What is a disk image, how does it work and how can I take one on a running system?

A disk image is exactly what it sounds like – a file storing an exact copy of your disk’s data. Actually, that’s not quite true: To understand this, we’re going to have to talk a little about file systems. A file system can be thought of as a filing system, a scheme for storing data on a disk. There are various ways and schemes for doing this, depending on the requirements of the end user. Now, the file system must not only write data to a disk, but also a certain amount of meta data such that when it comes to finding a particular file, the computer can. Actually, we can use this fact for an important purpose. The metadata allows us to pick out sectors on the disk which are in-use storing data we want to keep and ignore sectors marked as free. Which leads us to the first choice of the evening:

  • Active Sector Backups: This type of backup stores only the active sectors and filesystem metadata.
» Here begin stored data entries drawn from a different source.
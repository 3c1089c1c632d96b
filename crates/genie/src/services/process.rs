use std::fmt::{Display, Formatter};
use std::fs::File;
use std::io::ErrorKind;
use std::path::{Path, PathBuf};
use std::process::{ExitStatus, Stdio};

use nix::sys::signal;
use nix::sys::signal::Signal;
use nix::unistd::Pid;
use tokio::process::Command;
use tokio::sync::oneshot;

use crate::Map;
use crate::common::error::GenieError;

#[derive(Debug, Clone, Eq, PartialEq, Default)]
pub enum StdioDef {
    #[default]
    Null,
    File(PathBuf),
}

/// Description of a process that should be started.
#[derive(Debug, Clone)]
pub struct ProcessSpec {
    pub args: Vec<String>,
    pub env: Map<String, String>,
    pub cwd: PathBuf,
    pub stdout: StdioDef,
    pub stderr: StdioDef,
}

#[derive(Debug, Copy, Clone, PartialEq, Eq)]
pub enum ProcessSignal {
    /// Polite request to terminate (SIGTERM)
    Terminate,
    /// Forced kill (SIGKILL)
    Kill,
}

impl From<ProcessSignal> for Signal {
    fn from(signal: ProcessSignal) -> Self {
        match signal {
            ProcessSignal::Terminate => Signal::SIGTERM,
            ProcessSignal::Kill => Signal::SIGKILL,
        }
    }
}

/// How a started process ended.
#[derive(Debug, Copy, Clone, PartialEq, Eq)]
pub enum ProcessExit {
    Exited(i32),
    Signaled(i32),
    Unknown,
}

impl From<ExitStatus> for ProcessExit {
    fn from(status: ExitStatus) -> Self {
        use std::os::unix::process::ExitStatusExt;

        match (status.code(), status.signal()) {
            (Some(code), _) => ProcessExit::Exited(code),
            (None, Some(signal)) => ProcessExit::Signaled(signal),
            (None, None) => ProcessExit::Unknown,
        }
    }
}

impl Display for ProcessExit {
    fn fmt(&self, f: &mut Formatter<'_>) -> std::fmt::Result {
        match self {
            ProcessExit::Exited(code) => write!(f, "exit code {code}"),
            ProcessExit::Signaled(signal) => {
                write!(f, "signal {signal} ({})", signal_name(*signal))
            }
            ProcessExit::Unknown => write!(f, "unknown exit status"),
        }
    }
}

/// A process that runs detached from its starter.
pub struct StartedProcess {
    pub pid: u32,
    /// Resolves once the process exits
    pub exit: oneshot::Receiver<ProcessExit>,
}

/// Capability to start processes and to signal them.
pub trait ProcessExecutor: Send + Sync {
    /// Starts the process in a new process group and returns without waiting for it.
    fn start(&self, spec: &ProcessSpec) -> crate::Result<StartedProcess>;

    /// Sends `signal` to the process group of `pid`.
    fn signal_group(&self, pid: u32, signal: ProcessSignal) -> crate::Result<()>;
}

/// Starts processes on the local node using Tokio.
/// `start` has to be called from within a Tokio runtime.
#[derive(Default, Debug, Clone)]
pub struct LocalProcessExecutor;

impl LocalProcessExecutor {
    pub fn new() -> Self {
        Self
    }
}

impl ProcessExecutor for LocalProcessExecutor {
    fn start(&self, spec: &ProcessSpec) -> crate::Result<StartedProcess> {
        let runtime = tokio::runtime::Handle::try_current()
            .map_err(|error| GenieError::GenericError(format!("Cannot start process: {error}")))?;
        let mut command = command_from_spec(spec)?;

        log::trace!("Running command {:?}", command);
        let mut child = command
            .spawn()
            .map_err(|error| map_spawn_error(error, spec))?;
        let pid = child.id().ok_or_else(|| {
            GenieError::GenericError("Process exited before its pid was read".to_string())
        })?;

        let (sender, receiver) = oneshot::channel();
        runtime.spawn(async move {
            let exit = match child.wait().await {
                Ok(status) => ProcessExit::from(status),
                Err(error) => {
                    log::error!("Waiting for process {pid} failed: {error:?}");
                    ProcessExit::Unknown
                }
            };
            log::debug!("Process {pid} has finished with {exit}");
            let _ = sender.send(exit);
        });

        Ok(StartedProcess {
            pid,
            exit: receiver,
        })
    }

    fn signal_group(&self, pid: u32, signal: ProcessSignal) -> crate::Result<()> {
        let signal: Signal = signal.into();
        // Started processes lead their own session, so the group id is the pid
        let pgid = Pid::from_raw(pid as i32);
        signal::killpg(pgid, Some(signal)).map_err(|error| {
            GenieError::SignalDeliveryFailed(format!(
                "Cannot send signal {signal} to PGID {pgid}: {error:?}"
            ))
        })?;
        Ok(())
    }
}

/// Create an output stream file on the given path.
/// If the path is relative, the file will be created relative to `cwd`.
fn create_output_stream(def: &StdioDef, cwd: &Path) -> crate::Result<Stdio> {
    let stdio = match def {
        StdioDef::File(path) => {
            let stream_path = if path.is_relative() {
                cwd.join(path)
            } else {
                path.clone()
            };
            if let Some(parent) = stream_path.parent() {
                std::fs::create_dir_all(parent)?;
            }
            let file = File::create(&stream_path).map_err(|e| {
                GenieError::GenericError(format!(
                    "Creating stream file {} failed: {e}",
                    stream_path.display()
                ))
            })?;
            Stdio::from(file)
        }
        StdioDef::Null => Stdio::null(),
    };
    Ok(stdio)
}

fn command_from_spec(spec: &ProcessSpec) -> crate::Result<Command> {
    if spec.args.is_empty() {
        return Err(GenieError::GenericError("No command arguments".to_string()));
    }

    let mut command = Command::new(&spec.args[0]);

    #[cfg(unix)]
    unsafe {
        command.pre_exec(|| {
            // The job gets its own process group, so that signals sent to it
            // do not reach the coordinator and reach every child of the job.
            nix::unistd::setsid().map_err(std::io::Error::from)?;
            Ok(())
        });
    }

    command.args(&spec.args[1..]);

    if !spec.cwd.is_dir() {
        std::fs::create_dir_all(&spec.cwd).map_err(|error| {
            GenieError::GenericError(format!("Could not create working directory: {error:?}"))
        })?;
    }
    command.current_dir(&spec.cwd);
    command.envs(&spec.env);

    command.stdin(Stdio::null());
    command.stdout(create_output_stream(&spec.stdout, &spec.cwd)?);
    command.stderr(create_output_stream(&spec.stderr, &spec.cwd)?);
    Ok(command)
}

fn looks_like_bash_script(path: &Path) -> bool {
    path.extension().is_some_and(|ext| ext == "sh")
}

/// Provide a more detailed error message when a process fails to be spawned.
fn map_spawn_error(error: std::io::Error, spec: &ProcessSpec) -> GenieError {
    let program = Path::new(&spec.args[0]);
    let context = match error.kind() {
        ErrorKind::NotFound => format!(
            "\nThe program that you have tried to execute (`{}`) was not found.",
            program.display()
        ),
        ErrorKind::PermissionDenied if looks_like_bash_script(program) => format!(
            "\nThe script that you have tried to execute (`{}`) is not executable.",
            program.display()
        ),
        _ => "".to_string(),
    };
    GenieError::GenericError(format!(
        "Cannot execute {:?}: {}{}",
        spec.args.join(" "),
        error,
        context
    ))
}

/// Provide a user-friendly name of a signal, for a subset of common signals.
pub fn signal_name(signal: i32) -> &'static str {
    match signal {
        1 => "SIGHUP",
        2 => "SIGINT",
        3 => "SIGQUIT",
        4 => "SIGILL",
        6 => "SIGABRT",
        9 => "SIGKILL",
        11 => "SIGSEGV",
        13 => "SIGPIPE",
        14 => "SIGALRM",
        15 => "SIGTERM",
        _ => "unknown",
    }
}
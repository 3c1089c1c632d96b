use crate::common::env::{
    GENIE_CLUSTER_ID, GENIE_CLUSTER_NAME, GENIE_COMMAND_ID, GENIE_COMMAND_NAME, GENIE_JOB_CPU,
    GENIE_JOB_DIR, GENIE_JOB_ID, GENIE_JOB_MEMORY, GENIE_JOB_NAME, GENIE_JOB_VERSION,
    GENIE_REQUESTED_CLUSTER_TAGS, GENIE_REQUESTED_COMMAND_TAGS, GENIE_USER, GENIE_USER_GROUP,
    GENIE_VERSION,
};
use crate::common::fsutils::LOGS_DIR;
use crate::model::Criterion;
use crate::workflow::{JobExecutionContext, WorkflowTask};

fn joined_tags(criterion: &Criterion) -> String {
    criterion
        .tags
        .iter()
        .map(|tag| tag.as_str())
        .collect::<Vec<_>>()
        .join(",")
}

/// Creates the job directory with its internal subdirectories and
/// fills in the environment describing the job.
pub struct JobDirectoryTask;

impl WorkflowTask for JobDirectoryTask {
    fn name(&self) -> &'static str {
        "job directory"
    }

    fn execute(&self, ctx: &mut JobExecutionContext) -> crate::Result<()> {
        std::fs::create_dir_all(ctx.genie_dir().join(LOGS_DIR))?;

        let job_dir = ctx.job_dir.display().to_string();
        ctx.set_env(GENIE_JOB_ID, ctx.job.id.to_string());
        ctx.set_env(GENIE_JOB_NAME, ctx.job.name.clone());
        ctx.set_env(GENIE_JOB_DIR, job_dir);
        ctx.set_env(GENIE_USER, ctx.job.user.clone());
        ctx.set_env(GENIE_JOB_VERSION, ctx.job.version.clone());
        ctx.set_env(GENIE_VERSION, crate::GENIE_VERSION);
        if let Some(group) = ctx.request.group.clone() {
            ctx.set_env(GENIE_USER_GROUP, group);
        }
        if let Some(cpu) = ctx.request.cpu {
            ctx.set_env(GENIE_JOB_CPU, cpu.to_string());
        }
        if let Some(memory) = ctx.request.memory {
            ctx.set_env(GENIE_JOB_MEMORY, memory.to_string());
        }
        ctx.set_env(GENIE_CLUSTER_ID, ctx.cluster.id.to_string());
        ctx.set_env(GENIE_CLUSTER_NAME, ctx.cluster.name.clone());
        ctx.set_env(GENIE_COMMAND_ID, ctx.command.id.to_string());
        ctx.set_env(GENIE_COMMAND_NAME, ctx.command.name.clone());
        let cluster_tags = joined_tags(&ctx.job.chosen_criteria.cluster_criterion);
        let command_tags = joined_tags(&ctx.job.chosen_criteria.command_criterion);
        ctx.set_env(GENIE_REQUESTED_CLUSTER_TAGS, cluster_tags);
        ctx.set_env(GENIE_REQUESTED_COMMAND_TAGS, command_tags);
        Ok(())
    }
}

#[cfg(test)]
mod tests {
    use tempfile::TempDir;

    use super::JobDirectoryTask;
    use crate::common::env::{GENIE_JOB_DIR, GENIE_JOB_ID, GENIE_JOB_MEMORY, GENIE_USER_GROUP};
    use crate::tests::utils::create_context;
    use crate::workflow::WorkflowTask;

    #[test]
    fn test_creates_directories_and_env() {
        let dir = TempDir::with_prefix("genie").unwrap();
        let mut ctx = create_context(dir.path(), "job1");
        ctx.request.memory = Some(1024);
        JobDirectoryTask.execute(&mut ctx).unwrap();
        // Running twice is harmless
        JobDirectoryTask.execute(&mut ctx).unwrap();

        assert!(dir.path().join("job1/genie/logs").is_dir());
        assert_eq!(ctx.env[GENIE_JOB_ID], "job1");
        assert_eq!(
            ctx.env[GENIE_JOB_DIR],
            dir.path().join("job1").display().to_string()
        );
        assert_eq!(ctx.env[GENIE_JOB_MEMORY], "1024");
        assert!(!ctx.env.contains_key(GENIE_USER_GROUP));
    }
}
When the image is written back to a disk, the data is written in the correct location on the disk – and the file system knows no different.
  • Full copies: These are bit-for-bit copies of the file system, which take up more space and are technically unnecessary. However, there is an important use-case for a full-copy backup: forensic examination of a disk.
Macrium Intelligent Sector Copy vs Full Disk

Macrium Intelligent Sector Copy vs Full Disk

So what constitutes a disk image really depends on how you’re backing it up – and which you choose depends on your storage capabilities, and trust in your software’s file system processing.

Now – live file systems. Well, the most obvious method for doing backups is to use the built-in Windows functionality, the Volume Shadow Copy Service. This is a Windows-provided snapshot system which provides a number of backup methods and is very flexible – see the msdn article.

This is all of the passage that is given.